Lunchtime at Goleta Valley Junior High starts at 12:07. Within 28 minutes, 700 students have to be "fed" before returning to classes. The scene is pandemonium. Students are either standing in lines, clustered in small bands, or racing around as if lost. The lunch tables are folded and stacked with their accompanying chairs; students eat outside while standing up (a food fight a couple years ago resulted in the administration's removing any opportunity for students to sit down and eat together).

The cool stainless tubular slides that once carried plastic trays of hot food dished out by hair-netted women in starched white uniforms remain. But no milk machines squirt columns of regular or chocolate milk; no bottom-heated tables keep mashed potatoes or lasagna warm; no fishcakes wait in stacks; no coleslaw sits at the ready; no clam chowder simmers, ready to be ladled into waiting bowls.

The heating table's large pans are now filled with prepackaged barbecued beef sandwiches and cheeseburgers prepared at anonymous kitchens, miles away, with ingredients from U.S. government commodities programs. On the wall a faded sign reads, "Fruits and vegetables are always in season. Whether they're fresh, frozen, canned, or dried, they all count." The cardboard "No pizza today" sign brings audible sighs of disappointment.

A salad bar graces one corner of the room, laden with shredded iceberg lettuce, grated cheese, pickles, peppers, yogurt, granola, peanuts, and apple and orange pieces. Another station is stacked with Italian subs, ham sandwiches, and celery pieces with containers of peanut butter. With a pair of plastic tongs, the woman who's in charge of the salad bar makes a futile attempt to conceal the brown lettuce leaves. She asks if I'm an inspector, then apologizes for the condition of the lettuce.

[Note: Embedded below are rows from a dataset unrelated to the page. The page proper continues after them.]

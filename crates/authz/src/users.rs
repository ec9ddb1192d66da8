//! The `auth_user` account store.

use serde::Serialize;
use sqlx::SqlitePool;
use time::OffsetDateTime;
use validator::{ValidateEmail, ValidationError};

use crate::error::AuthError;
use crate::password;

pub const USERNAME_MAX_LEN: usize = 150;

const USER_COLUMNS: &str = "id, username, email, password_hash, is_active, date_joined";

#[derive(Debug, Clone, sqlx::FromRow)]
pub struct User {
    pub id: i64,
    pub username: String,
    pub email: String,
    pub password_hash: String,
    pub is_active: bool,
    pub date_joined: OffsetDateTime,
}

/// Public view of a user; never carries the password hash
#[derive(Debug, Clone, Serialize)]
pub struct UserSummary {
    pub id: i64,
    pub username: String,
    pub email: String,
}

impl From<User> for UserSummary {
    fn from(user: User) -> Self {
        Self {
            id: user.id,
            username: user.username,
            email: user.email,
        }
    }
}

#[derive(Debug, Clone)]
pub struct NewUser {
    pub username: String,
    pub email: String,
    pub password: String,
}

/// Usernames are letters, digits and `@ . + - _`.
pub fn validate_username(username: &str) -> Result<(), ValidationError> {
    let valid = username
        .chars()
        .all(|c| c.is_alphanumeric() || matches!(c, '@' | '.' | '+' | '-' | '_'));
    if valid {
        Ok(())
    } else {
        Err(ValidationError::new("invalid_username").with_message(
            "Enter a valid username. This value may contain only letters, numbers, and @/./+/-/_ characters."
                .into(),
        ))
    }
}

/// Email is optional; when given it must be a well-formed address.
pub fn validate_optional_email(email: &str) -> Result<(), ValidationError> {
    if email.is_empty() || email.validate_email() {
        Ok(())
    } else {
        Err(ValidationError::new("email").with_message("Enter a valid email address.".into()))
    }
}

/// Hash the password and insert the account. A duplicate username maps to
/// [`AuthError::UsernameTaken`] whichever request lost the race.
pub async fn create_user(pool: &SqlitePool, new_user: NewUser) -> Result<User, AuthError> {
    let password_hash = password::hash_password_blocking(new_user.password).await?;

    let user = sqlx::query_as::<_, User>(&format!(
        "INSERT INTO auth_user (username, email, password_hash, is_active, date_joined)
         VALUES (?, ?, ?, 1, ?)
         RETURNING {USER_COLUMNS}"
    ))
    .bind(&new_user.username)
    .bind(&new_user.email)
    .bind(&password_hash)
    .bind(OffsetDateTime::now_utc())
    .fetch_one(pool)
    .await
    .map_err(|err| match err {
        sqlx::Error::Database(ref db) if db.is_unique_violation() => AuthError::UsernameTaken,
        other => AuthError::Database(other),
    })?;

    tracing::info!(user_id = user.id, username = %user.username, "user created");
    Ok(user)
}

pub async fn find_by_id(pool: &SqlitePool, id: i64) -> Result<Option<User>, sqlx::Error> {
    sqlx::query_as::<_, User>(&format!("SELECT {USER_COLUMNS} FROM auth_user WHERE id = ?"))
        .bind(id)
        .fetch_optional(pool)
        .await
}

pub async fn find_by_username(
    pool: &SqlitePool,
    username: &str,
) -> Result<Option<User>, sqlx::Error> {
    sqlx::query_as::<_, User>(&format!(
        "SELECT {USER_COLUMNS} FROM auth_user WHERE username = ?"
    ))
    .bind(username)
    .fetch_optional(pool)
    .await
}

pub async fn count_users(pool: &SqlitePool) -> Result<i64, sqlx::Error> {
    sqlx::query_scalar("SELECT COUNT(*) FROM auth_user")
        .fetch_one(pool)
        .await
}

/// Resolve an active account from a username/password pair.
pub async fn authenticate(
    pool: &SqlitePool,
    username: &str,
    password: &str,
) -> Result<User, AuthError> {
    let Some(user) = find_by_username(pool, username).await? else {
        // Spend the same hashing time as a wrong password would.
        let _ = password::hash_password_blocking(password.to_string()).await;
        return Err(AuthError::InvalidCredentials);
    };

    let verified =
        password::verify_password_blocking(password.to_string(), user.password_hash.clone())
            .await;

    if !verified || !user.is_active {
        tracing::info!(username = %username, "authentication failed");
        return Err(AuthError::InvalidCredentials);
    }

    Ok(user)
}

#[cfg(test)]
mod tests {
    use super::*;
    use crate::module::AUTH_MIGRATIONS;
    use bookstore_kernel::{settings::DatabaseSettings, Migration};

    async fn pool() -> SqlitePool {
        let pool = bookstore_db::connect(&DatabaseSettings::in_memory())
            .await
            .unwrap();
        let migrations: Vec<(String, Migration)> = AUTH_MIGRATIONS
            .iter()
            .map(|m| ("authz".to_string(), m.clone()))
            .collect();
        bookstore_db::migrate(&pool, &migrations).await.unwrap();
        pool
    }

    fn mohammed() -> NewUser {
        NewUser {
            username: "Mohammed".to_string(),
            email: "mohammed@example.com".to_string(),
            password: "passw0rd".to_string(),
        }
    }

    #[test]
    fn email_is_optional_but_checked() {
        assert!(validate_optional_email("").is_ok());
        assert!(validate_optional_email("mohammed@example.com").is_ok());
        let err = validate_optional_email("not-an-email").unwrap_err();
        assert_eq!(err.to_string(), "Enter a valid email address.");
    }

    #[tokio::test]
    async fn create_and_authenticate() {
        let pool = pool().await;
        let user = create_user(&pool, mohammed()).await.unwrap();
        assert_ne!(user.password_hash, "passw0rd");
        assert!(user.is_active);

        let found = authenticate(&pool, "Mohammed", "passw0rd").await.unwrap();
        assert_eq!(found.id, user.id);
        assert_eq!(count_users(&pool).await.unwrap(), 1);
    }

    #[tokio::test]
    async fn wrong_password_and_unknown_user_look_the_same() {
        let pool = pool().await;
        create_user(&pool, mohammed()).await.unwrap();

        assert!(matches!(
            authenticate(&pool, "Mohammed", "wr0ng").await,
            Err(AuthError::InvalidCredentials)
        ));
        assert!(matches!(
            authenticate(&pool, "nobody", "passw0rd").await,
            Err(AuthError::InvalidCredentials)
        ));
    }

    #[tokio::test]
    async fn inactive_user_cannot_authenticate() {
        let pool = pool().await;
        let user = create_user(&pool, mohammed()).await.unwrap();
        sqlx::query("UPDATE auth_user SET is_active = 0 WHERE id = ?")
            .bind(user.id)
            .execute(&pool)
            .await
            .unwrap();

        assert!(matches!(
            authenticate(&pool, "Mohammed", "passw0rd").await,
            Err(AuthError::InvalidCredentials)
        ));
    }

    #[tokio::test]
    async fn duplicate_username_is_rejected() {
        let pool = pool().await;
        create_user(&pool, mohammed()).await.unwrap();
        assert!(matches!(
            create_user(&pool, mohammed()).await,
            Err(AuthError::UsernameTaken)
        ));
        assert_eq!(count_users(&pool).await.unwrap(), 1);
    }

    #[test]
    fn username_charset() {
        assert!(validate_username("jane.doe+books@home_1-2").is_ok());
        assert!(validate_username("jane doe").is_err());
        assert!(validate_username("semi;colon").is_err());
    }
}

She tells me that it's the last day before the break and that they're trying to "get rid of" the old product.

The longest lines of students lead to two wire mesh-covered windows outside the building, where attendants dispense nachos — orange gooey imitation cheese squirted from a machine onto chips. Every purchased item is placed in a thick cardboard tray. I watch as students pay for their food, then immediately toss the trays, foil wrappers, napkins, and cans into rapidly filling trash barrels.